By Jennifer Paxton, The Catholic University of America
Scholars don’t agree on exactly when the Romano-British economy started to decline. While some put the downturn in the late 3rd century, others put it in the early 4th century. But one thing is clear: The trajectory of the economy of Roman Britain was downward, beginning at some point around 300 or so. So what happened to cause the decline of Roman Britain?

The Flourishing Economy of Roman Britain
After the Roman’s conquest of Britain, residents of Britain had had access to manufactured goods from all over the Roman Empire; this was part of the integration into Roman life that had resulted from the conquest.
There was a particularly active trade in pottery, as there were extensive ceramic manufacturing centers in southern Gaul, and the goods they produced were shipped up the Rhône River and then down the Seine, whence they were shipped to Britain. There were even pots from as far away as North Africa, which was another major center of ceramic production.
However, there were also local ceramic manufacturers in Britain that produced lower quality, but still quite serviceable pottery, so people had a choice of price ranges. They could even buy different kinds of pots for different uses, the way a modern family might buy their everyday china from one source and their fine china from another.
This kind of market differentiation is a sign of a thriving economy.
This article comes directly from content in the video series England: From the Fall of Rome to the Norman Conquest. Watch it now, on Wondrium.
Every Rise Has Its Fall
But in the 4th century, we start to see a decline in manufacturing. And by the 5th century, trade from the continent had dried up, particularly in the south and east, which had previously been the region that was most open to trade with the rest of the Empire.
To give one tangible example of this decline, consider this: wheel-thrown pottery was no longer widely made in Britain by the 5th century, and would not be produced again in large quantities for hundreds of years. Wheel-thrown pots are far superior to hand-formed pots; they are more regular in shape, more stable, and less prone to defects, and they are easier to mass-produce.
If people in the ancient world had access to them, they always opted for them. But they require specialized tools and expert potters to produce them at a commercially viable scale. So the decline of their production tells us that the market for these items had simply dried up, and with it, an entire industry had downshifted to a more rudimentary form.
Think about what a step backward that must have been, to suddenly find yourself living in a world where everyday objects you once took for granted had become extremely rare.
Decline in Iron-forging

Archaeology can tell us other quite worrisome things about how the economy was doing. For one thing, there is evidence that people in Britain were scavenging among ruins for anything usable they could find, especially manufactured metal goods like nails and other hardware.
This tells us that the building industry had basically shut down, as had ancillary businesses like iron-forging. Today, one metric that economists use to tell how well an economy is thriving is the level of steel production, because it’s a proxy for all sorts of other things that the economy makes, like cars, appliances, and heavy manufacturing machines.
Iron-forging was the same kind of indicator in the ancient world. Archaeologists have noted that the level of iron slag being produced at the end of the Roman Empire declined sharply; the demand for iron had simply collapsed.
Passing Down of Heirlooms
In Britain, we see this collapse in another very interesting way in the archaeological record. Normally, archaeologists use changing fashions in jewelry and other articles of dress and adornment to establish the date of a find. This works because fashions do tend to shift.
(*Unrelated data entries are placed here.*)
//! Request ID middleware for correlating logs with requests.
//!
//! Generates a UUID v4 for each incoming request and creates a tracing span
//! that wraps the entire request lifecycle.

use std::time::Instant;

use axum::{extract::Request, middleware::Next, response::Response};
use tracing::Instrument;
use uuid::Uuid;

/// Request ID stored in request extensions.
#[derive(Clone, Debug)]
pub struct RequestId(pub Uuid);

/// Middleware that generates a request ID and creates a request span.
///
/// Must be the outermost layer so the span covers everything else.
pub async fn request_id_layer(mut request: Request, next: Next) -> Response {
    let request_id = Uuid::new_v4();

    let span = tracing::info_span!(
        "request",
        request_id = %request_id,
        method = %request.method(),
        path = %request.uri().path(),
        duration_ms = tracing::field::Empty,
    );

    let start = Instant::now();
    request.extensions_mut().insert(RequestId(request_id));

    async move {
        let response = next.run(request).await;
        let duration_ms = start.elapsed().as_millis() as u64;

        tracing::Span::current().record("duration_ms", duration_ms);
        tracing::debug!(
            status = response.status().as_u16(),
            duration_ms,
            "Request completed"
        );

        response
    }
    .instrument(span)
    .await
}

#[cfg(test)]
mod tests {
    use super::*;
    use axum::{body::Body, routing::get, Extension, Router};
    use http::StatusCode;
    use tower::ServiceExt;

    #[tokio::test]
    async fn test_request_id_visible_to_handler() {
        async fn echo_id(Extension(id): Extension<RequestId>) -> String {
            id.0.to_string()
        }

        let app = Router::new()
            .route("/", get(echo_id))
            .layer(axum::middleware::from_fn(request_id_layer));

        let response = app
            .oneshot(http::Request::builder().uri("/").body(Body::empty()).unwrap())
            .await
            .unwrap();
        assert_eq!(response.status(), StatusCode::OK);

        let body = axum::body::to_bytes(response.into_body(), usize::MAX)
            .await
            .unwrap();
        let id = std::str::from_utf8(&body).unwrap();
        assert!(Uuid::parse_str(id).is_ok());
    }
}
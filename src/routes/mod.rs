//! HTTP route handlers.
//!
//! `/` serves the greeting computed at startup. `/health` answers the
//! orchestrator's probes and is never cached.
//!
//! Request tracing is enabled via middleware that generates a unique request ID
//! for each incoming request, allowing correlation of all logs within a request.

pub mod health;
pub mod home;

use axum::{middleware, routing::get, Router};
use http::header::{HeaderValue, CACHE_CONTROL};
use tower_http::set_header::SetResponseHeaderLayer;

use crate::config::CACHE_CONTROL_HEALTH;
use crate::middleware::request_id_layer;
use crate::state::AppState;

/// Creates the Axum router with all routes.
pub fn create_router(state: AppState) -> Router {
    let health_routes = Router::new()
        .route("/health", get(health::health))
        .layer(SetResponseHeaderLayer::overriding(
            CACHE_CONTROL,
            HeaderValue::from_static(CACHE_CONTROL_HEALTH),
        ));

    Router::new()
        .route("/", get(home::index))
        .merge(health_routes)
        .with_state(state)
        // Request ID middleware - creates root span with request_id for correlation
        .layer(middleware::from_fn(request_id_layer))
}
//! Configuration loading and constants.
//!
//! Database connection parameters come from the process environment, where the
//! orchestrator injects them from a secret. HTTP and logging settings come from an
//! optional TOML file and fall back to defaults. `AppConfig` is the root
//! configuration struct containing all settings.

use serde::Deserialize;
use std::fmt;
use std::path::Path;

// =============================================================================
// Store Constants
// =============================================================================

/// The one read the service performs. No ORDER BY: with several rows the
/// returned row is whichever the store yields first.
pub const SUBJECT_QUERY: &str = "SELECT name FROM users LIMIT 1";

/// Seconds to wait for the store connection before giving up
pub const DB_CONNECT_TIMEOUT_SECS: u64 = 10;

/// Default store host (the headless service name in the cluster)
pub const DEFAULT_DB_HOST: &str = "postgres";

/// Default store port
pub const DEFAULT_DB_PORT: u16 = 5432;

// Environment variable names
pub const ENV_DB_HOST: &str = "DB_HOST";
pub const ENV_DB_PORT: &str = "DB_PORT";
pub const ENV_DB_NAME: &str = "POSTGRES_DB";
pub const ENV_DB_USER: &str = "POSTGRES_USER";
pub const ENV_DB_PASSWORD: &str = "POSTGRES_PASSWORD";

// =============================================================================
// HTTP Server Constants
// =============================================================================

/// Default bind host
pub const DEFAULT_HTTP_HOST: &str = "0.0.0.0";

/// Default bind port
pub const DEFAULT_HTTP_PORT: u16 = 5000;

/// Seconds to let in-flight requests finish after SIGTERM/SIGINT
pub const SHUTDOWN_GRACE_SECS: u64 = 30;

/// Cache-Control for the health probe
pub const CACHE_CONTROL_HEALTH: &str = "no-store";

// =============================================================================
// Logging
// =============================================================================

/// Default log filter when neither --log-level nor RUST_LOG is set
pub const DEFAULT_LOG_FILTER: &str = "greeter=info,sqlx=warn";

#[derive(Debug, Clone)]
pub struct AppConfig {
    /// HTTP server configuration
    pub http: HttpServerConfig,
    /// Logging configuration
    pub logging: LoggingConfig,
    /// Store connection parameters (environment only)
    pub database: DatabaseConfig,
}

/// The parts of the configuration that may live in a TOML file.
#[derive(Debug, Default, Deserialize)]
#[serde(deny_unknown_fields)]
struct FileConfig {
    #[serde(default)]
    http: HttpServerConfig,
    #[serde(default)]
    logging: LoggingConfig,
}

/// HTTP server configuration
#[derive(Debug, Clone, Deserialize)]
pub struct HttpServerConfig {
    #[serde(default = "HttpServerConfig::default_host")]
    pub host: String,
    #[serde(default = "HttpServerConfig::default_port")]
    pub port: u16,
}

impl Default for HttpServerConfig {
    fn default() -> Self {
        Self {
            host: Self::default_host(),
            port: Self::default_port(),
        }
    }
}

impl HttpServerConfig {
    fn default_host() -> String {
        DEFAULT_HTTP_HOST.to_string()
    }

    fn default_port() -> u16 {
        DEFAULT_HTTP_PORT
    }
}

/// Log output format
#[derive(Debug, Clone, Copy, Default, PartialEq, Eq, Deserialize)]
#[serde(rename_all = "lowercase")]
pub enum LogFormat {
    /// Human-readable lines
    #[default]
    Text,
    /// One JSON object per event
    Json,
}

/// Logging configuration
#[derive(Debug, Clone, Default, Deserialize)]
pub struct LoggingConfig {
    #[serde(default)]
    pub format: LogFormat,
}

/// Store connection parameters.
#[derive(Clone, PartialEq, Eq)]
pub struct DatabaseConfig {
    pub host: String,
    pub port: u16,
    pub database: String,
    pub user: String,
    pub password: String,
}

// Hand-written so the password never reaches a log line.
impl fmt::Debug for DatabaseConfig {
    fn fmt(&self, f: &mut fmt::Formatter<'_>) -> fmt::Result {
        f.debug_struct("DatabaseConfig")
            .field("host", &self.host)
            .field("port", &self.port)
            .field("database", &self.database)
            .field("user", &self.user)
            .field("password", &"<redacted>")
            .finish()
    }
}

impl DatabaseConfig {
    /// Read the connection parameters from the process environment.
    pub fn from_env() -> Result<Self, ConfigError> {
        Self::from_lookup(|name| std::env::var(name).ok())
    }

    /// Read the connection parameters through `lookup`.
    ///
    /// Host and port have defaults. Database name, user and password are
    /// required; unset and empty are treated the same.
    pub fn from_lookup<F>(lookup: F) -> Result<Self, ConfigError>
    where
        F: Fn(&str) -> Option<String>,
    {
        let get = |name: &str| lookup(name).filter(|value| !value.is_empty());
        let require = |name: &'static str| get(name).ok_or(ConfigError::MissingVar(name));

        let host = get(ENV_DB_HOST).unwrap_or_else(|| DEFAULT_DB_HOST.to_string());
        let port = match get(ENV_DB_PORT) {
            Some(raw) => raw.parse::<u16>().map_err(|e| ConfigError::InvalidVar {
                name: ENV_DB_PORT,
                value: raw.clone(),
                reason: e.to_string(),
            })?,
            None => DEFAULT_DB_PORT,
        };

        Ok(Self {
            host,
            port,
            database: require(ENV_DB_NAME)?,
            user: require(ENV_DB_USER)?,
            password: require(ENV_DB_PASSWORD)?,
        })
    }
}

impl AppConfig {
    /// Load configuration from an optional TOML file plus the process environment.
    pub fn load(path: Option<&Path>) -> Result<Self, ConfigError> {
        Self::load_with(path, |name| std::env::var(name).ok())
    }

    /// Same as [`AppConfig::load`] with the environment supplied by `lookup`.
    pub fn load_with<F>(path: Option<&Path>, lookup: F) -> Result<Self, ConfigError>
    where
        F: Fn(&str) -> Option<String>,
    {
        let file = match path {
            Some(path) => {
                let contents = std::fs::read_to_string(path)?;
                toml::from_str::<FileConfig>(&contents)?
            }
            None => FileConfig::default(),
        };

        Ok(Self {
            http: file.http,
            logging: file.logging,
            database: DatabaseConfig::from_lookup(lookup)?,
        })
    }
}

#[derive(Debug, thiserror::Error)]
pub enum ConfigError {
    #[error("Failed to read config file: {0}")]
    Io(#[from] std::io::Error),
    #[error("Failed to parse config: {0}")]
    Parse(#[from] toml::de::Error),
    #[error("Missing required environment variable {0}")]
    MissingVar(&'static str),
    #[error("Invalid value {value:?} for {name}: {reason}")]
    InvalidVar {
        name: &'static str,
        value: String,
        reason: String,
    },
}
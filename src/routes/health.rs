//! Health check endpoint for container orchestration.
//!
//! The listener only binds after the startup phase succeeded, so a process that
//! answers here is both alive and ready. Used by the Kubernetes liveness and
//! readiness probes.

/// Health check handler.
pub async fn health() -> &'static str {
    "ok"
}
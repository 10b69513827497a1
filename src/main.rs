//! greeter: a web service that greets the subject stored in PostgreSQL.
//!
//! This is the application entry point. It loads configuration, initializes
//! tracing, reads the greeting subject from the store once, and then serves it
//! over HTTP until SIGTERM/SIGINT. Any failure before the listener binds exits
//! the process with a non-zero status.

use std::path::PathBuf;

use clap::Parser;
use tracing_subscriber::{layer::SubscriberExt, util::SubscriberInitExt, EnvFilter};

use greeter::config::{AppConfig, LogFormat, DEFAULT_LOG_FILTER};
use greeter::http::start_server;
use greeter::routes::create_router;
use greeter::startup::initialize;
use greeter::store::PostgresSource;

/// greeter: says hello to whoever is in the users table
#[derive(Parser, Debug)]
#[command(name = "greeter", version, about)]
struct Args {
    /// Path to an optional TOML configuration file ([http], [logging])
    #[arg(short, long)]
    config: Option<PathBuf>,

    /// Log level filter (e.g., "greeter=debug,sqlx=info")
    #[arg(short, long)]
    log_level: Option<String>,
}

fn init_tracing(filter: &str, format: LogFormat) {
    let registry = tracing_subscriber::registry().with(EnvFilter::new(filter));
    match format {
        LogFormat::Text => registry.with(tracing_subscriber::fmt::layer()).init(),
        LogFormat::Json => registry
            .with(tracing_subscriber::fmt::layer().json())
            .init(),
    }
}

#[tokio::main]
async fn main() -> Result<(), Box<dyn std::error::Error>> {
    let args = Args::parse();

    // Priority: CLI > env > default
    let log_filter = args
        .log_level
        .or_else(|| std::env::var("RUST_LOG").ok())
        .unwrap_or_else(|| DEFAULT_LOG_FILTER.to_string());

    // Config errors are reported before logging exists, so go to stderr directly
    let config = match AppConfig::load(args.config.as_deref()) {
        Ok(config) => config,
        Err(e) => {
            eprintln!("greeter: {e}");
            return Err(e.into());
        }
    };

    init_tracing(&log_filter, config.logging.format);
    tracing::info!(version = env!("CARGO_PKG_VERSION"), "Loaded configuration");
    tracing::info!(
        host = %config.database.host,
        port = config.database.port,
        database = %config.database.database,
        user = %config.database.user,
        "Store configured"
    );

    let source = PostgresSource::new(&config.database);
    let state = match initialize(&source).await {
        Ok(state) => state,
        Err(e) => {
            tracing::error!(error = %e, "Startup failed");
            return Err(e.into());
        }
    };

    let app = create_router(state);
    start_server(app, &config.http).await?;

    Ok(())
}
//! Shared application state for request handlers.

use crate::greeting::Greeting;

/// State owned by the router and shared read-only with every handler.
///
/// Built once by [`crate::startup::initialize`]; nothing in it changes while
/// the server runs.
#[derive(Clone, Debug)]
pub struct AppState {
    pub greeting: Greeting,
}

impl AppState {
    pub fn new(greeting: Greeting) -> Self {
        Self { greeting }
    }
}
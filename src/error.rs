//! Startup error types.
//!
//! Only the initialization phase can fail. Every variant here is fatal: the
//! binary logs it and exits non-zero before the listener binds.

use crate::config::ConfigError;

#[derive(Debug, thiserror::Error)]
pub enum StartupError {
    #[error("Configuration error: {0}")]
    Config(#[from] ConfigError),

    #[error("Failed to connect to store at {target}: {source}")]
    Connect {
        target: String,
        #[source]
        source: sqlx::Error,
    },

    #[error("Timed out after {seconds}s connecting to store at {target}")]
    ConnectTimeout { target: String, seconds: u64 },

    #[error("Subject query failed: {0}")]
    Query(#[source] sqlx::Error),

    #[error("Subject query returned no rows; the users table must be seeded")]
    NoSubject,
}
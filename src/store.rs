//! Read access to the greeting subject in PostgreSQL.
//!
//! `SubjectSource` is the seam between the startup phase and the store. The
//! production implementation opens a single connection, runs the subject query
//! once, and closes the connection again. There is no pool and no retry.

use std::time::Duration;

use async_trait::async_trait;
use sqlx::postgres::{PgConnectOptions, PgConnection};
use sqlx::Connection;

use crate::config::{DatabaseConfig, DB_CONNECT_TIMEOUT_SECS, SUBJECT_QUERY};
use crate::error::StartupError;
use crate::greeting::GreetingSubject;

/// Something that can produce the greeting subject once at startup.
#[async_trait]
pub trait SubjectSource: Send + Sync {
    async fn fetch_subject(&self) -> Result<GreetingSubject, StartupError>;
}

/// Reads the subject from PostgreSQL over one short-lived connection.
pub struct PostgresSource {
    options: PgConnectOptions,
    target: String,
    connect_timeout: Duration,
}

impl PostgresSource {
    pub fn new(config: &DatabaseConfig) -> Self {
        let options = PgConnectOptions::new()
            .host(&config.host)
            .port(config.port)
            .database(&config.database)
            .username(&config.user)
            .password(&config.password)
            .application_name(env!("CARGO_PKG_NAME"));

        Self {
            options,
            target: format!("{}:{}/{}", config.host, config.port, config.database),
            connect_timeout: Duration::from_secs(DB_CONNECT_TIMEOUT_SECS),
        }
    }

    /// Override the connect timeout.
    pub fn with_connect_timeout(mut self, timeout: Duration) -> Self {
        self.connect_timeout = timeout;
        self
    }

    async fn connect(&self) -> Result<PgConnection, StartupError> {
        match tokio::time::timeout(self.connect_timeout, PgConnection::connect_with(&self.options))
            .await
        {
            Ok(Ok(conn)) => Ok(conn),
            Ok(Err(source)) => Err(StartupError::Connect {
                target: self.target.clone(),
                source,
            }),
            Err(_) => Err(StartupError::ConnectTimeout {
                target: self.target.clone(),
                seconds: self.connect_timeout.as_secs(),
            }),
        }
    }
}

#[async_trait]
impl SubjectSource for PostgresSource {
    async fn fetch_subject(&self) -> Result<GreetingSubject, StartupError> {
        tracing::debug!(target_db = %self.target, "Connecting to store");
        let mut conn = self.connect().await?;

        let row: Option<(String,)> = sqlx::query_as(SUBJECT_QUERY)
            .fetch_optional(&mut conn)
            .await
            .map_err(StartupError::Query)?;

        // The connection is not needed once the subject is read
        if let Err(e) = conn.close().await {
            tracing::warn!(error = %e, "Failed to close store connection cleanly");
        }

        let (name,) = row.ok_or(StartupError::NoSubject)?;
        Ok(GreetingSubject::new(name))
    }
}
But this process of relative dating gets very difficult in late Roman Britain, because in addition to scavenging for the usable metal in ruins, people were also passing down heirlooms rather than changing their fashions in jewelry with the same regularity as before.
Again, this was a sign that people were clinging rather desperately to what they had, because they could not easily replace these objects.
The Economic Collapse
So, what caused the economic collapse?
The reason this question is so difficult to answer is because there was a great deal of political instability in late Roman Britain, and it’s hard to say whether the economic troubles caused the political instability, or it was the other way around.
It is certainly true that political instability is bad for business. Quite apart from the disruption to trade caused by military threats, if people are worried about their safety, they are going to take fewer economic risks, so that will depress demand all by itself. But it is also true that people whose livelihood is under threat are far more likely to become disgruntled with the powers that be.
Scholars disagree among themselves about what caused what, but something bad was clearly happening in late Roman Britain.
Common Questions about the Economic Collapse of Roman Britain
In the 4th century, the economy of Roman Britain began to decline. At that time, the people saw a decrease in the production of various products, and in the 5th century, the region’s trade with the rest of the empires practically dried up. This is considered a step backward in Roman Britain’s economy.
Wheel-thrown pots were much superior to hand-formed pots. They were more regular in shape, more stable, and less prone to defects, and they were easier to mass-produce. However, they required specialized tools and expert potters to produce them at a commercially viable scale. So the decline of their production meant that the market for these items had simply dried up, and with it, an entire industry had downshifted to a more rudimentary form.
One metric that economists use to tell how well an economy is thriving is the level of steel production, because it’s a proxy for all sorts of other things that the economy makes, like cars, appliances, and heavy manufacturing machines. Iron-forging was the same kind of indicator in the ancient world.